Better Insurance Policy: Applied Technology-Oriented Policy

This article discusses a way to dramatically improve insurance policy in the United States.

Did you know that selling real health insurance is illegal in the United States?

U.S. law prohibits discrimination of patients by known conditions. Real insurance operates by spreading risk factors across a pool. If a person is known to have a condition then it is not a risk which can be spread. Instead, what passes for insurance in the U.S. today is simply prepaid healthcare.

I have a background in economics and politics. My political experience ranges from the campaign side to the policy side and my primary interest is to improve national and international economic policy. As such, I often get a puzzled look when I tell people that I work as a professional web developer.

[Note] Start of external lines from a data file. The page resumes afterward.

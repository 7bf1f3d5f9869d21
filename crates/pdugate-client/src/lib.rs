//! pdugate client.
//!
//! Sends subscriber requests to a pdugate server over either transport and
//! returns the typed acknowledgments.
//!
//! ## Architecture
//!
//! ```text
//! pdugate-client
//!   ├─ Client           (typed register / PDU session / deregister calls)
//!   ├─ run_interactive  (menu loop over a Client)
//!   └─ AckTransport     (BinaryTransport over TCP, HttpTransport over reqwest)
//! ```

#![forbid(unsafe_code)]
#![warn(missing_docs)]

mod error;
mod interactive;
mod transport;

pub use error::ClientError;
pub use interactive::{INVALID_CHOICE, INVALID_NUMBER, run_interactive};
use pdugate_proto::{
    Ack, DeregistrationAck, DeregistrationRequest, Opcode, PduSessionAck, PduSessionRequest,
    RegistrationAck, RegistrationRequest, Request, SubscriberId,
};
pub use transport::{AckTransport, BinaryTransport, HttpTransport};

/// Typed front end over any [`AckTransport`].
pub struct Client {
    transport: Box<dyn AckTransport>,
}

impl Client {
    /// Create a client that sends through `transport`.
    pub fn new(transport: impl AckTransport + 'static) -> Self {
        Self { transport: Box::new(transport) }
    }

    /// Send any request and verify the ack answers it.
    pub async fn send(&self, request: Request) -> Result<Ack, ClientError> {
        let expected = request.ack_opcode();
        let ack = self.transport.send(request).await?;

        if ack.opcode() != expected {
            return Err(unexpected(expected, &ack));
        }
        Ok(ack)
    }

    /// Register a subscriber.
    pub async fn register(&self, id: SubscriberId) -> Result<RegistrationAck, ClientError> {
        match self.transport.send(RegistrationRequest { id }.into()).await? {
            Ack::Registration(ack) => Ok(ack),
            other => Err(unexpected(Opcode::RegistrationAck, &other)),
        }
    }

    /// Request a PDU session on the slice `(sst, sd)`.
    pub async fn establish_pdu_session(
        &self,
        id: SubscriberId,
        sst: i64,
        sd: impl Into<String>,
    ) -> Result<PduSessionAck, ClientError> {
        match self.transport.send(PduSessionRequest { id, sst, sd: sd.into() }.into()).await? {
            Ack::PduSession(ack) => Ok(ack),
            other => Err(unexpected(Opcode::PduSessionAck, &other)),
        }
    }

    /// Deregister a subscriber.
    pub async fn deregister(&self, id: SubscriberId) -> Result<DeregistrationAck, ClientError> {
        match self.transport.send(DeregistrationRequest { id }.into()).await? {
            Ack::Deregistration(ack) => Ok(ack),
            other => Err(unexpected(Opcode::DeregistrationAck, &other)),
        }
    }
}

fn unexpected(expected: Opcode, ack: &Ack) -> ClientError {
    ClientError::UnexpectedAck { expected, actual: ack.opcode() }
}

/// One-line rendering of an ack, as printed by the command-line client.
///
/// PDU session acks print the allocated id (0 when none was allocated).
pub fn render_ack(ack: &Ack) -> String {
    match ack {
        Ack::Registration(ack) => format!("Server Response: {}", ack.message),
        Ack::PduSession(ack) => {
            format!("PDU Allocated: {} - {}", ack.pdu_id.unwrap_or(0), ack.message)
        },
        Ack::Deregistration(ack) => format!("Server Response: {}", ack.message),
    }
}
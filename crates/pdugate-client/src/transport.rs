//! Request/ack transports.
//!
//! Both transports carry the same `Request`/`Ack` values; they differ only in
//! how the bytes travel.

use async_trait::async_trait;
use pdugate_proto::{
    Ack, DeregistrationAck, PduSessionAck, RegistrationAck, Request, read_frame, write_frame,
};
use reqwest::{Method, StatusCode as HttpStatus};
use serde::{Serialize, de::DeserializeOwned};
use tokio::net::TcpStream;

use crate::error::ClientError;

/// Something that can deliver a request and return the server's ack.
#[async_trait]
pub trait AckTransport: Send + Sync {
    /// Send one request and wait for its ack.
    async fn send(&self, request: Request) -> Result<Ack, ClientError>;
}

/// Framed request/ack over TCP, one connection per request.
#[derive(Debug, Clone)]
pub struct BinaryTransport {
    addr: String,
}

impl BinaryTransport {
    /// Transport targeting `addr` (e.g. `"127.0.0.1:8081"`).
    pub fn new(addr: impl Into<String>) -> Self {
        Self { addr: addr.into() }
    }
}

#[async_trait]
impl AckTransport for BinaryTransport {
    async fn send(&self, request: Request) -> Result<Ack, ClientError> {
        let mut stream = TcpStream::connect(&self.addr).await?;
        tracing::debug!("Connected to {}", self.addr);

        write_frame(&mut stream, &request.to_frame()?).await?;
        let frame = read_frame(&mut stream).await?;

        Ok(Ack::from_frame(&frame)?)
    }
}

/// JSON over HTTP.
#[derive(Debug, Clone)]
pub struct HttpTransport {
    base_url: String,
    client: reqwest::Client,
}

impl HttpTransport {
    /// Transport targeting `base_url` (e.g. `"http://127.0.0.1:8081"`).
    pub fn new(base_url: impl Into<String>) -> Self {
        let base_url = base_url.into().trim_end_matches('/').to_string();
        Self { base_url, client: reqwest::Client::new() }
    }

    async fn call<B, A>(&self, method: Method, path: &str, body: &B) -> Result<A, ClientError>
    where
        B: Serialize + Sync,
        A: DeserializeOwned,
    {
        let url = format!("{}{}", self.base_url, path);
        tracing::debug!("{} {}", method, url);

        let resp = self.client.request(method, url).json(body).send().await?;
        if resp.status() == HttpStatus::BAD_REQUEST {
            return Err(ClientError::Rejected { body: resp.text().await? });
        }

        Ok(resp.error_for_status()?.json().await?)
    }
}

#[async_trait]
impl AckTransport for HttpTransport {
    async fn send(&self, request: Request) -> Result<Ack, ClientError> {
        match request {
            Request::Registration(req) => {
                let ack: RegistrationAck = self.call(Method::POST, "/register", &req).await?;
                Ok(Ack::Registration(ack))
            },
            Request::PduSession(req) => {
                let ack: PduSessionAck = self.call(Method::POST, "/pdu-session", &req).await?;
                Ok(Ack::PduSession(ack))
            },
            Request::Deregistration(req) => {
                let ack: DeregistrationAck =
                    self.call(Method::DELETE, "/deregister", &req).await?;
                Ok(Ack::Deregistration(ack))
            },
        }
    }
}
//! Property tests for frame decoding.
//!
//! Decoding is the first thing that touches untrusted bytes, so it must never
//! panic and must never accept a frame that was not produced by the encoder.

use pdugate_proto::{
    Ack, DeregistrationRequest, Frame, FrameHeader, PduSessionRequest, ProtocolError,
    RegistrationRequest, Request, StatusCode,
};
use proptest::prelude::*;

fn request_strategy() -> impl Strategy<Value = Request> {
    prop_oneof![
        any::<i64>().prop_map(|id| Request::Registration(RegistrationRequest { id })),
        (any::<i64>(), any::<i64>(), "[0-9a-zA-Z]{0,8}").prop_map(|(id, sst, sd)| {
            Request::PduSession(PduSessionRequest { id, sst, sd })
        }),
        any::<i64>().prop_map(|id| Request::Deregistration(DeregistrationRequest { id })),
    ]
}

proptest! {
    #[test]
    fn prop_decode_never_panics(bytes in prop::collection::vec(any::<u8>(), 0..256)) {
        if let Ok(frame) = Frame::decode(&bytes) {
            let _ = Request::from_frame(&frame);
            let _ = Ack::from_frame(&frame);
        }
    }

    #[test]
    fn prop_encoded_request_decodes_to_same_request(request in request_strategy()) {
        let mut buf = Vec::new();
        request.to_frame().unwrap().encode(&mut buf).unwrap();

        let frame = Frame::decode(&buf).unwrap();
        prop_assert_eq!(Request::from_frame(&frame).unwrap(), request);
    }

    #[test]
    fn prop_truncated_frame_rejected(request in request_strategy(), cut in 1usize..12) {
        let mut buf = Vec::new();
        request.to_frame().unwrap().encode(&mut buf).unwrap();
        buf.truncate(buf.len().saturating_sub(cut));

        let is_truncated = matches!(Frame::decode(&buf), Err(ProtocolError::Truncated { .. }));
        prop_assert!(is_truncated);
    }

    #[test]
    fn prop_corrupted_magic_rejected(
        request in request_strategy(),
        idx in 0usize..4,
        flip in 1u8..
    ) {
        let mut buf = Vec::new();
        request.to_frame().unwrap().encode(&mut buf).unwrap();
        buf[idx] ^= flip;

        let is_bad_magic = matches!(Frame::decode(&buf), Err(ProtocolError::InvalidMagic { .. }));
        prop_assert!(is_bad_magic);
    }
}

#[test]
fn header_size_constant() {
    assert_eq!(FrameHeader::SIZE, 12);
}

#[test]
fn status_codes_are_the_closed_set() {
    let codes: Vec<u16> = [StatusCode::Ok, StatusCode::BadRequest, StatusCode::Forbidden]
        .iter()
        .map(|s| s.as_u16())
        .collect();
    assert_eq!(codes, vec![200, 400, 403]);
}
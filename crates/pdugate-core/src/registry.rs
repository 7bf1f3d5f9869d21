//! Session Registry
//!
//! Owns subscriber registration state and the three request handlers.
//!
//! ## Responsibilities
//!
//! - Registration set: an id is a member iff it was registered and not yet
//!   deregistered
//! - Validation: slice descriptor rules and the registration gate for PDU
//!   sessions
//! - Acknowledgments: every outcome, success or not, becomes a typed ack
//!
//! ## Design
//!
//! - No I/O: transports decode requests, call in, and encode the returned ack
//! - Not thread-safe by itself: wrap in
//!   [`SharedRegistry`](crate::SharedRegistry) when more than one task needs
//!   access
//! - PDU session ids are drawn from the environment and never tracked

use std::collections::HashSet;

use pdugate_proto::{
    Ack, DeregistrationAck, PduSessionAck, RegistrationAck, Request, StatusCode, SubscriberId,
};

use crate::{env::Environment, error::RegistryError, slice::SliceDescriptor};

/// Ack message for a successful registration.
pub const REGISTRATION_SUCCESSFUL: &str = "Registration Successful";

/// Ack message for an established PDU session.
pub const PDU_SESSION_ESTABLISHED: &str = "PDU Session Established";

/// Ack message for a successful deregistration.
pub const DEREGISTRATION_SUCCESSFUL: &str = "Deregistration Successful";

/// Subscriber registration state plus request handlers.
pub struct SessionRegistry<E>
where
    E: Environment,
{
    /// Currently registered subscribers
    registered: HashSet<SubscriberId>,
    /// Randomness for PDU session ids
    env: E,
}

impl<E> SessionRegistry<E>
where
    E: Environment,
{
    /// Create an empty registry.
    pub fn new(env: E) -> Self {
        Self { registered: HashSet::new(), env }
    }

    /// Check whether `id` is currently registered.
    pub fn is_registered(&self, id: SubscriberId) -> bool {
        self.registered.contains(&id)
    }

    /// Number of registered subscribers.
    pub fn len(&self) -> usize {
        self.registered.len()
    }

    /// True when no subscriber is registered.
    pub fn is_empty(&self) -> bool {
        self.registered.is_empty()
    }

    /// Sorted snapshot of registered subscriber ids.
    pub fn subscribers(&self) -> Vec<SubscriberId> {
        let mut ids: Vec<_> = self.registered.iter().copied().collect();
        ids.sort_unstable();
        ids
    }

    /// Dispatch any request to its handler.
    pub fn handle(&mut self, request: Request) -> Ack {
        match request {
            Request::Registration(req) => Ack::Registration(self.register(req.id)),
            Request::PduSession(req) => {
                Ack::PduSession(self.establish_pdu_session(req.id, req.sst, &req.sd))
            },
            Request::Deregistration(req) => Ack::Deregistration(self.deregister(req.id)),
        }
    }

    /// Register a subscriber.
    ///
    /// Succeeds (200) if `id` was not registered; otherwise 400 with state
    /// unchanged.
    pub fn register(&mut self, id: SubscriberId) -> RegistrationAck {
        match self.try_register(id) {
            Ok(()) => {
                tracing::info!(subscriber = id, "subscriber registered");
                RegistrationAck {
                    id,
                    status: StatusCode::Ok,
                    message: REGISTRATION_SUCCESSFUL.to_string(),
                }
            },
            Err(e) => {
                tracing::debug!(subscriber = id, reason = %e, "registration rejected");
                RegistrationAck { id, status: e.status(), message: e.to_string() }
            },
        }
    }

    /// Establish a PDU session for a registered subscriber.
    ///
    /// Checks run in order, first failure wins: sst range (400), sd format
    /// (400), registration (403). On success a fresh id in 1..=15 is drawn.
    /// Never mutates the registration set.
    pub fn establish_pdu_session(&self, id: SubscriberId, sst: i64, sd: &str) -> PduSessionAck {
        match self.try_establish_pdu_session(id, sst, sd) {
            Ok((slice, pdu_id)) => {
                tracing::info!(subscriber = id, pdu_id, %slice, "PDU session established");
                PduSessionAck {
                    id,
                    pdu_id: Some(pdu_id),
                    status: StatusCode::Ok,
                    message: PDU_SESSION_ESTABLISHED.to_string(),
                }
            },
            Err(e) => {
                tracing::debug!(subscriber = id, sst, sd, reason = %e, "PDU session rejected");
                PduSessionAck { id, pdu_id: None, status: e.status(), message: e.to_string() }
            },
        }
    }

    /// Deregister a subscriber.
    ///
    /// Succeeds (200) if `id` was registered; otherwise 400 with state
    /// unchanged.
    pub fn deregister(&mut self, id: SubscriberId) -> DeregistrationAck {
        match self.try_deregister(id) {
            Ok(()) => {
                tracing::info!(subscriber = id, "subscriber deregistered");
                DeregistrationAck {
                    id,
                    status: StatusCode::Ok,
                    message: DEREGISTRATION_SUCCESSFUL.to_string(),
                }
            },
            Err(e) => {
                tracing::debug!(subscriber = id, reason = %e, "deregistration rejected");
                DeregistrationAck { id, status: e.status(), message: e.to_string() }
            },
        }
    }

    fn try_register(&mut self, id: SubscriberId) -> Result<(), RegistryError> {
        if !self.registered.insert(id) {
            return Err(RegistryError::AlreadyRegistered(id));
        }
        Ok(())
    }

    fn try_establish_pdu_session(
        &self,
        id: SubscriberId,
        sst: i64,
        sd: &str,
    ) -> Result<(SliceDescriptor, u8), RegistryError> {
        let slice = SliceDescriptor::parse(sst, sd)?;

        if !self.is_registered(id) {
            return Err(RegistryError::NotRegistered(id));
        }

        Ok((slice, self.env.random_pdu_id()))
    }

    fn try_deregister(&mut self, id: SubscriberId) -> Result<(), RegistryError> {
        if !self.registered.remove(&id) {
            return Err(RegistryError::NotFound(id));
        }
        Ok(())
    }
}

impl<E> std::fmt::Debug for SessionRegistry<E>
where
    E: Environment,
{
    fn fmt(&self, f: &mut std::fmt::Formatter<'_>) -> std::fmt::Result {
        f.debug_struct("SessionRegistry").field("registered", &self.registered.len()).finish()
    }
}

There are several links between economic policy and technology, but a few rise to the top:

  1. Technology is practically the best way to alter policy.
  2. Certain advanced technical skills in economics, such as big data manipulation and programming, are directly applicable to programming and web development.
  3. Technology is theoretically one of the best ways to improve the economy. TFP does not exhibit diminishing marginal returns.

Those three factors plus one other (better employment prospects including pay) are the reasons I shifted from a professional focus on economics and policy towards IT, but #2 is the one I frequently bring up in conversation because the others are a bit complex for the non-economist.

This article will focus on #1. Why is technology practically the best way to alter policy? The reason is because policy and political systems are systematically backwards looking and slow compared to markets and technology. This creates a regulatory gap which will overtake the social system in the long run.

Policy is inherently backwards looking because it is hard to regulate things that don’t exist. Yes, policymakers can try to forecast developments and regulate with anticipation, but forecasting is a difficult and limited science. Innovation is not a predictable thing, in particular over the long run. So policymakers may do a bit of regulation in advance but this is not their forte.

Political systems, or at least modern monopolistic states, are inherently slow due to all sorts of reasons. Others and I have written volumes on this subject in the past and I won’t cover it in detail here. The theory matters less than the facts here though, and the data is clear that government does things slower and more costly than the market. It is also poor at innovating inside its own sector, let alone keeping up with and regulating the private sector.

Because centrally planned policy and modern political systems have this inherent inefficiency, a regulatory gap occurs. A regulatory gap exists when:

  • A regulation does not exist.
  • A regulation does exist but it is infeasible to enforce.

There is also a third sort of law which enables limited freedom and can be leveraged by technology, although technology is not the source of it. This may be called the Squabbling Regulatory Gap:

  • A regulation or law exists but the regime in power either does not want to enforce it.
  • A regulation or law exists and the regime in power does want to enforce it, but it is of a sufficiently low priority that the supply of enforcement is less than the demand for non-enforcement. As a result, enforcement is outpaced by the market.

Basically, the growth rate of the set of unregulated things, including both items and actions, is larger than the growth rate of the set of regulated things. The set of unregulated things constitutes the regulation gap, and this set will eventually dominate the set of all things.

The mechanism of this dominance is the continual superior growth rate of unregulated things. This comes from innovation, or new technology. The internet, torrent, cryptocurrency, and 3D printing are examples of recent technologies with direct policy implications.

Crowdfunding is another example of a technology with policy implications. Crowdfunding and crowd contracts can be used to create distributed insurance. This distributed insurance would have at least three advantages over traditional insurance:

  1. Market stability through crowd or distributed nature. If any insurance provider were to fail it would negligibly effect the whole market. Currently, insurance is centralized and this creates socio-economic instability. AIG’s failure was key to the 2008 financial crisis, for example.
  2. Crowd contracts are infeasible to regulate through central political systems. Therefore, crowd insurance would be allowed to discriminate by pre-existing conditions or whatever else they felt like using. This would allow true insurance resulting in better efficiency, lower prices, better coverage for consumers, and so on.
  3. Crowds are more efficient than traditional firms for reasons independent of policy. Some reasons include better competition, lower overhead, lower profit demands, and sometimes additional benefits from scale or information. This means better efficiency and lower prices, but for reasons independent of point 2. Evidence includes the fact that crowd lending is achieved at lower cost and 3D printed objects are cheaper.

The conclusion is that crowd insurance would be more efficient than traditional insurance to start with, but it would also be immune from regulation. Some firms have begun exploring the crowd insurance space, but none have yet to embrace a truly decentralized and encrypted crowd which would eliminate regulation.